COSMED denuncia: manovra penalizza i dipendenti pubblici
LA PUBBLICA AMMINISTRAZIONE E IL LAVORO PUBBLICO SCOMPARSI DALLA LEGGE DI BILANCIO. AUMENTANO LE DISCRIMINAZIONI E LE PENALIZZAZIONI PER I DIPENDENTI PUBBLICI
La legge di bilancio dimentica la Pubblica Amministrazione e i dipendenti pubblici. Il contratto 2022-2024 già scaduto il 31 dicembre 2021 verrà finanziato nell’ultimo anno del triennio e tale ritardo, purtroppo abituale, viene riproposto nonostante un tasso di inflazione senza precedenti da decenni. L’incremento del 1,5% erogato come una tantum è del tutto inadeguato come anticipazione.
Per la Dirigenza i cui contratti sono scaduti il 31 dicembre 2018 nessuna accelerazione sull’approvazione degli atti di indirizzo. I Dipendenti pubblici aumentano i loro crediti nei confronti dello Stato con un ritardo nel rinnovo dei contratti inaccettabile oltre al sequestro della liquidazione erogata a rate differite. Si tratta di un debito non solo non considerato, ma palesemente occultato. Iniqui e divisivi i provvedimenti fiscali che da un lato penalizzano il lavoro dipendente in toto e dall’altro penalizzano i dipendenti pubblici nei confronti dei lavoratori privati. Viene ridotta la tassazione sui “premi di risultato” dal 10% al 5%, ma solo per il settore privato mentre resta escluso il lavoro pubblico.
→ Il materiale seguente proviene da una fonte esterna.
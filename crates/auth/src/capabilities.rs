use crate::Role;

/// Live capability lookup for an authenticated identity.
///
/// Role guards resolve the caller's **current** role through this seam
/// instead of trusting the role claim baked into the session token: a user
/// promoted or demoted after login is authorized against directory state,
/// not against what the token says.
pub trait CapabilityResolver: Send + Sync {
    /// Current role for `email`, or `None` when the user is unknown or has
    /// no role assigned yet.
    fn resolve(&self, email: &str) -> Option<Role>;
}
È evidente e di dubbia costituzionalità la discriminazione che determina in particolare in sanità una concorrenza sleale tra servizio pubblico e privato accreditato e rende difficile il reclutamento nel pubblico delle professionalità più elevate. Evidentemente non viene considerata l’assoluta necessità di incentivi alla produttività nel settore pubblico gravato dagli esiti della pandemia basti pensare a problematiche gravissime quali le liste di attesa nella sanità, del sistema di protezione sociale e della stessa applicazione del PNRR. Parimenti non si considera il contributo del sistema pubblico nella produttività e nello sviluppo del Paese. Il riconoscimento del sacrificio dei dipendenti pubblici durante una pandemia tutt’altro che superata risulta palesemente contraddetto dai fatti. Continuare a discriminare il lavoro pubblico significa perseguire un modello di sviluppo che smantella e privatizza istituti e diritti fondamentali di cui necessitano in particolare i ceti più svantaggiati.
Non esiste un piano almeno per il mantenimento degli organici carenti in una Pubblica Amministrazione sempre meno attrattiva per i giovani. Il finanziamento aggiuntivo alla sanità è appena sufficiente ad affrontare l’incremento dei costi dell’energia, espone le Regioni ad un deficit incrementale e non consente adeguamenti contrattuali e necessarie assunzioni esponendo il sistema ad un inevitabile collasso. Non si considera inoltre il quadro epidemiologico con uno stato endemico del covid e dei suoi esiti.
Sul piano previdenziale nessun progresso per un’equità di sistema che tenga conto del diverso contributo tra lavoro dipendente e autonomo (con notevoli differenze di aliquote contributive) mentre l’ulteriore appesantimento dell’opzione donna, già pesantemente penalizzante, rende l’istituto totalmente inadeguato, infine la limitazione dell’accesso alla pensione con nuove e retroattive decurtazioni e tagli alle rivalutazioni costituisce un precedente pericoloso per la credibilità del sistema oltre che fonte di contenzioso. È urgente e necessario un riequilibrio nella distribuzione delle risorse che non escluda una parte fondamentale del Paese.